La valeur travail a-t-elle encore un sens ?

Sophie Chassat
Philosophe, Associée chez Wemean

« Dès lors que « l’exercice du métier » ne peut pas être directement mis en relation avec les valeurs spirituelles suprêmes de la civilisation – et que, à l’inverse, il ne peut pas être éprouvé subjectivement comme une simple contrainte économique –, l’individu renonce généralement à lui donner un sens », écrit en 1905 Max Weber à la fin de L’Éthique protestante et l’Esprit du capitalisme. Or n’est-ce pas ce que nous observons un siècle plus tard ? Un monde où la valeur travail semble avoir perdu de son évidence : comme si elle était « en voie de disparition »…

Big Quit aux Etats-Unis, hashtags #quitmyjob, #nodreamjob ou #no_labor, communautés aux millions de followers comme le groupe Antiwork du réseau social Reddit : les signaux se multiplient pour manifester une forme de révolte, voire de dégoût du travail. Pas seulement une évolution de celui-ci (comme le télétravail et la fin du salariat comme modèle d’emploi exclusif pourraient le laisser penser), mais un mouvement de remise en question bien plus profond : comme un refus de travailler. On est loin de la déclaration d’un Chaplin faisant de l’idéal du travail celui de la vie même : « Travailler, c’est vivre – et j’adore vivre ! »
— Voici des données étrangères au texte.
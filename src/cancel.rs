use tokio::sync::watch;

/// Cooperative cancellation for a pipeline run.
///
/// The orchestrator polls [`is_cancelled`](Self::is_cancelled) at every artist
/// and release boundary. Clones share the same flag.
#[derive(Clone, Debug)]
pub struct CancellationState {
    tx: watch::Sender<bool>,
}

impl Default for CancellationState {
    fn default() -> Self {
        Self::new()
    }
}

impl CancellationState {
    pub fn new() -> Self {
        let (tx, _rx) = watch::channel(false);
        Self { tx }
    }

    pub fn cancel(&self) {
        self.tx.send_replace(true);
    }

    pub fn reset(&self) {
        self.tx.send_replace(false);
    }

    pub fn is_cancelled(&self) -> bool {
        *self.tx.borrow()
    }

    pub fn subscribe(&self) -> watch::Receiver<bool> {
        self.tx.subscribe()
    }
}
use tabled::Table;

use crate::{
    cli::{
        auth::{connect, load_settings},
        progress::spinner,
    },
    error,
    pipeline::Paginator,
    spotify::MusicService,
    success,
    types::{PlaylistSummary, PlaylistTableRow},
    warning,
};

pub async fn playlists(search: Option<String>) {
    let settings = load_settings();
    let client = connect(&settings).await;

    let pb = spinner("Fetching your playlists...");
    let mut pages = Paginator::new(|cursor| client.current_user_playlists_page(cursor));
    let mut playlists: Vec<PlaylistSummary> = match pages.collect_all().await {
        Ok(playlists) => playlists,
        Err(e) => {
            pb.finish_and_clear();
            error!("Failed to fetch playlists. Err: {}", e);
        }
    };
    pb.finish_and_clear();
    success!("Fetched {} playlists", playlists.len());

    playlists.sort_by_key(|p| p.name.to_lowercase());
    if let Some(search) = search {
        let term = search.to_lowercase();
        playlists.retain(|p| p.name.to_lowercase().contains(&term));
    }

    if playlists.is_empty() {
        warning!("No matching playlists");
        return;
    }

    let rows: Vec<PlaylistTableRow> = playlists
        .into_iter()
        .map(|p| PlaylistTableRow {
            name: p.name,
            owner: p.owner,
            tracks: p.track_count,
            id: p.id,
        })
        .collect();
    println!("{}", Table::new(rows));
}
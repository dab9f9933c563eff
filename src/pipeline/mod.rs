//! # Fresh Playlist Pipeline
//!
//! Turns a seed playlist into a new playlist holding every track of the
//! recent releases by the seed's artists.
//!
//! ```text
//! seed playlist ──► collect_artists ──► ArtistSet
//!                                          │ per artist
//!                                          ▼
//!                               filter_releases (recency window, dedup)
//!                                          │ per release
//!                                          ▼
//!                               expand_release ──► PlaylistAssembler ──► target playlist
//! ```
//!
//! All listing endpoints are read through [`Paginator`], which fetches one
//! page at a time and follows the service's continuation cursor until it runs
//! out.
//!
//! [`FreshPipeline`] drives the stages in order and decides which failures end
//! the run and which are absorbed:
//!
//! - missing credentials or a bad request end the run as
//!   [`FreshError::InvalidInput`](crate::error::FreshError::InvalidInput)
//! - failures before the target playlist exists (current user, seed playlist,
//!   playlist creation) end the run as
//!   [`FreshError::FatalFetch`](crate::error::FreshError::FatalFetch)
//! - everything after that is recorded as a [`SkipEvent`] and the run goes on
//!
//! Artists are processed one at a time in seed order, and releases of an
//! artist in the order the service lists them. A release reached through
//! several co-credited artists is expanded once.

mod artists;
mod assembler;
mod observer;
mod orchestrator;
mod paginator;
mod releases;
mod report;
mod request;
mod tracks;

pub use artists::{ArtistSet, CollectedArtists, collect_artists};
pub use assembler::{AssemblySummary, BatchPolicy, FailedBatch, FlushOutcome, PlaylistAssembler};
pub use observer::{NoopObserver, RunObserver, RunPhase};
pub use orchestrator::FreshPipeline;
pub use paginator::Paginator;
pub use releases::{FilteredReleases, ProcessedReleases, ReleaseQuery, UnreadableRelease, filter_releases};
pub use report::{RunReport, RunStats, SkipEvent};
pub use request::{MAX_WEEKS, MIN_WEEKS, PipelineSettings, RecencyWindow, RunRequest};
pub use tracks::{ExpandedRelease, expand_release};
Pour Max Weber, le travail s’est imposé comme valeur structurante de nos sociétés au moment où la réforme protestante s’est définitivement ancrée dans le paysage européen et triomphalement exportée aux Etats-Unis. Mais le sociologue ne cesse de le répéter : le succès de cette ardeur au travail ne s’explique que par l’intérêt spirituel qui lui était alors lié. C’est parce qu’une vie consacrée au labeur était le signe le plus certain d’une élection par Dieu que des hommes s’y adonnèrent avec tant d’ardeur.

Quand la valeur éthique du travail ne fut plus religieuse, elle devint sociale : l’indice de l’intégration à la communauté et de la reconnaissance de l’accomplissement individuel.

Et aujourd’hui ? À quoi tient la valeur spirituelle du travail quand vacille le paradigme de la (sur)production et de la croissance sans limite, et au moment où la « monnaie hélicoptère » a coulé à flots pendant de longs mois ? Les jeunes générations, qui bousculent avec le plus de véhémence l’évidence de cette valeur travail, doivent nous amener à expliciter le sens de cette dernière pour le XXIe siècle : car les études se multiplient pour montrer que les jeunes ne sont plus prêts à travailler à n’importe quel prix.

La philosophe Simone Weil, qui avait travaillé en usine, croyait en une « civilisation du travail », dans laquelle ce dernier deviendrait « la valeur la plus haute, par son rapport avec l’homme qui l’exécute [et non] par son rapport avec ce qu’il produit. » Faire de l’homme la mesure du travail : voilà peut-être ce par quoi il faut commencer pour, demain, associer à nouveau une dimension éthique au travail – la seule à même d’en justifier la valorisation. « Notre époque a pour mission propre, pour vocation, la constitution d’une civilisation fondée sur la spiritualité du travail », écrivait encore Simone Weil.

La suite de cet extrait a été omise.